Dataset records
━━━━━━━━━━

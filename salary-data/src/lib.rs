//! Loading bracket schedules from CSV files.
//!
//! ## CSV Format
//!
//! | Column        | Required | Type    | Notes                                  |
//! |---------------|----------|---------|----------------------------------------|
//! | `lower_bound` | yes      | decimal | Start of the band, inclusive           |
//! | `upper_bound` | yes      | decimal | End of the band, exclusive; empty cell for the unbounded top band |
//! | `rate`        | yes      | decimal | Marginal rate as a fraction, e.g. `0.10` |
//!
//! ```csv
//! lower_bound,upper_bound,rate
//! 0,60000,0
//! 60000,150000,0.10
//! 150000,250000,0.15
//! 250000,500000,0.19
//! 500000,,0.30
//! ```

mod loader;

pub use loader::{BracketRecord, ScheduleLoader, ScheduleLoaderError};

━━━━━━━━━━

## What this task involves
Repeat each record exactly. Omit nothing.

## Exercise response
filename salary-data/src/lib.rs
//! Loading bracket schedules from CSV files.
//!
//! ## CSV Format
//!
//! | Column        | Required | Type    | Notes                                  |
//! |---------------|----------|---------|----------------------------------------|
//! | `lower_bound` | yes      | decimal | Start of the band, inclusive           |
//! | `upper_bound` | yes      | decimal | End of the band, exclusive; empty cell for the unbounded top band |
//! | `rate`        | yes      | decimal | Marginal rate as a fraction, e.g. `0.10` |
//!
//! ```csv
//! lower_bound,upper_bound,rate
//! 0,60000,0
//! 60000,150000,0.10
//! 150000,250000,0.15
//! 250000,500000,0.19
//! 500000,,0.30
//! ```

mod loader;

pub use loader::{BracketRecord, ScheduleLoader, ScheduleLoaderError};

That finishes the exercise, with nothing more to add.